BEGIN Records
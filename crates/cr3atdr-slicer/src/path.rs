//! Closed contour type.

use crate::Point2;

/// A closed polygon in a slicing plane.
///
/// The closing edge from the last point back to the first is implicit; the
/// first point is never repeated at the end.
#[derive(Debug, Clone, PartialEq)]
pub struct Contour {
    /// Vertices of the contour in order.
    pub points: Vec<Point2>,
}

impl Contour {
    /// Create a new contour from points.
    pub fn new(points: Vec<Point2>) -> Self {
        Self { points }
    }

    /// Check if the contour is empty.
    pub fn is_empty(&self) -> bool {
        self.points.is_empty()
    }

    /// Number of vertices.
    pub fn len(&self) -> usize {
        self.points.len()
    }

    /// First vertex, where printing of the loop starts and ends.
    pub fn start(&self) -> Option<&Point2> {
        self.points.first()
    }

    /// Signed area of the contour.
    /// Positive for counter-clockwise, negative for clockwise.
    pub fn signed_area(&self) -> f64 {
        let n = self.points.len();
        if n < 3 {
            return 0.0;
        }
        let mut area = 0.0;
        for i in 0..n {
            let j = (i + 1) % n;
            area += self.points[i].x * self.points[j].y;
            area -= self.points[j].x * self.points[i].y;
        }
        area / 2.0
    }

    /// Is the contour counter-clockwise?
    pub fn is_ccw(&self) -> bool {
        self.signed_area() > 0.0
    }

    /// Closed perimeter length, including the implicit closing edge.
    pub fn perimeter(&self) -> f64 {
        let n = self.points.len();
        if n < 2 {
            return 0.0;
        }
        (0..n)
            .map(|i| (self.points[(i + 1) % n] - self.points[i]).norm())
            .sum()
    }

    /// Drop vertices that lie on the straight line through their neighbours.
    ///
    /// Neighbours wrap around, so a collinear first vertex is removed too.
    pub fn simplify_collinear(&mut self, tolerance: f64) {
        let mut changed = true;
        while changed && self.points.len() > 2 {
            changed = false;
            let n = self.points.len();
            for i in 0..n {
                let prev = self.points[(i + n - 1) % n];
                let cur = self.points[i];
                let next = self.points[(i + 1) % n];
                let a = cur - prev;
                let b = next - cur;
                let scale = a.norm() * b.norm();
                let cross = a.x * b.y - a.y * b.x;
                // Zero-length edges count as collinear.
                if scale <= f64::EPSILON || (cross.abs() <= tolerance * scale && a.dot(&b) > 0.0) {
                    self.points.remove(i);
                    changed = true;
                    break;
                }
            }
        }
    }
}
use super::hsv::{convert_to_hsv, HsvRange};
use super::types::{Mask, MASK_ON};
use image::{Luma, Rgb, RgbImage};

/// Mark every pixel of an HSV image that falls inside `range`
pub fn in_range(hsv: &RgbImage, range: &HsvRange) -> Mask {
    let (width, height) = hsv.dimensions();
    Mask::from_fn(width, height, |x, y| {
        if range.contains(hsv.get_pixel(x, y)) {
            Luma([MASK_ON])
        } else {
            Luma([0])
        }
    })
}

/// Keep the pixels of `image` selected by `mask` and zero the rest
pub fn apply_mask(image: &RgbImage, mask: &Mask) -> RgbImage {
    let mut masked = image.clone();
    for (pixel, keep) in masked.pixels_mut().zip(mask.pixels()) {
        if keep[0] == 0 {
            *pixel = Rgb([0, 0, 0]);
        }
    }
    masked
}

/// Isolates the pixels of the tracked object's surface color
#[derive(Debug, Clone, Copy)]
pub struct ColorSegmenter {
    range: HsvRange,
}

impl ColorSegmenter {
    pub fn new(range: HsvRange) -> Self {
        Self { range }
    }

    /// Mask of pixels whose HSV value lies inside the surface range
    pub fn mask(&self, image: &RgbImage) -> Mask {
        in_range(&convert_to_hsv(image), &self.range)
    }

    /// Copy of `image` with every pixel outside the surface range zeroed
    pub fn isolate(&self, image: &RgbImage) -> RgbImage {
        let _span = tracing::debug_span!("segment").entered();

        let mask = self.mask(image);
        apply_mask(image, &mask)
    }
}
END Records
Your goal:
In full and verbatim, transcribe the data.

Response box:
filename crates/cr3atdr-slicer/src/path.rs
//! Closed contour type.

use crate::Point2;

/// A closed polygon in a slicing plane.
///
/// The closing edge from the last point back to the first is implicit; the
/// first point is never repeated at the end.
#[derive(Debug, Clone, PartialEq)]
pub struct Contour {
    /// Vertices of the contour in order.
    pub points: Vec<Point2>,
}

impl Contour {
    /// Create a new contour from points.
    pub fn new(points: Vec<Point2>) -> Self {
        Self { points }
    }

    /// Check if the contour is empty.
    pub fn is_empty(&self) -> bool {
        self.points.is_empty()
    }

    /// Number of vertices.
    pub fn len(&self) -> usize {
        self.points.len()
    }

    /// First vertex, where printing of the loop starts and ends.
    pub fn start(&self) -> Option<&Point2> {
        self.points.first()
    }

    /// Signed area of the contour.
    /// Positive for counter-clockwise, negative for clockwise.
    pub fn signed_area(&self) -> f64 {
        let n = self.points.len();
        if n < 3 {
            return 0.0;
        }
        let mut area = 0.0;
        for i in 0..n {
            let j = (i + 1) % n;
            area += self.points[i].x * self.points[j].y;
            area -= self.points[j].x * self.points[i].y;
        }
        area / 2.0
    }

    /// Is the contour counter-clockwise?
    pub fn is_ccw(&self) -> bool {
        self.signed_area() > 0.0
    }

    /// Closed perimeter length, including the implicit closing edge.
    pub fn perimeter(&self) -> f64 {
        let n = self.points.len();
        if n < 2 {
            return 0.0;
        }
        (0..n)
            .map(|i| (self.points[(i + 1) % n] - self.points[i]).norm())
            .sum()
    }

    /// Drop vertices that lie on the straight line through their neighbours.
    ///
    /// Neighbours wrap around, so a collinear first vertex is removed too.
    pub fn simplify_collinear(&mut self, tolerance: f64) {
        let mut changed = true;
        while changed && self.points.len() > 2 {
            changed = false;
            let n = self.points.len();
            for i in 0..n {
                let prev = self.points[(i + n - 1) % n];
                let cur = self.points[i];
                let next = self.points[(i + 1) % n];
                let a = cur - prev;
                let b = next - cur;
                let scale = a.norm() * b.norm();
                let cross = a.x * b.y - a.y * b.x;
                // Zero-length edges count as collinear.
                if scale <= f64::EPSILON || (cross.abs() <= tolerance * scale && a.dot(&b) > 0.0) {
                    self.points.remove(i);
                    changed = true;
                    break;
                }
            }
        }
    }
}
use super::hsv::{convert_to_hsv, HsvRange};
use super::types::{Mask, MASK_ON};
use image::{Luma, Rgb, RgbImage};

/// Mark every pixel of an HSV image that falls inside `range`
pub fn in_range(hsv: &RgbImage, range: &HsvRange) -> Mask {
    let (width, height) = hsv.dimensions();
    Mask::from_fn(width, height, |x, y| {
        if range.contains(hsv.get_pixel(x, y)) {
            Luma([MASK_ON])
        } else {
            Luma([0])
        }
    })
}

/// Keep the pixels of `image` selected by `mask` and zero the rest
pub fn apply_mask(image: &RgbImage, mask: &Mask) -> RgbImage {
    let mut masked = image.clone();
    for (pixel, keep) in masked.pixels_mut().zip(mask.pixels()) {
        if keep[0] == 0 {
            *pixel = Rgb([0, 0, 0]);
        }
    }
    masked
}

/// Isolates the pixels of the tracked object's surface color
#[derive(Debug, Clone, Copy)]
pub struct ColorSegmenter {
    range: HsvRange,
}

impl ColorSegmenter {
    pub fn new(range: HsvRange) -> Self {
        Self { range }
    }

    /// Mask of pixels whose HSV value lies inside the surface range
    pub fn mask(&self, image: &RgbImage) -> Mask {
        in_range(&convert_to_hsv(image), &self.range)
    }

    /// Copy of `image` with every pixel outside the surface range zeroed
    pub fn isolate(&self, image: &RgbImage) -> RgbImage {
        let _span = tracing::debug_span!("segment").entered();

        let mask = self.mask(image);
        apply_mask(image, &mask)
    }
}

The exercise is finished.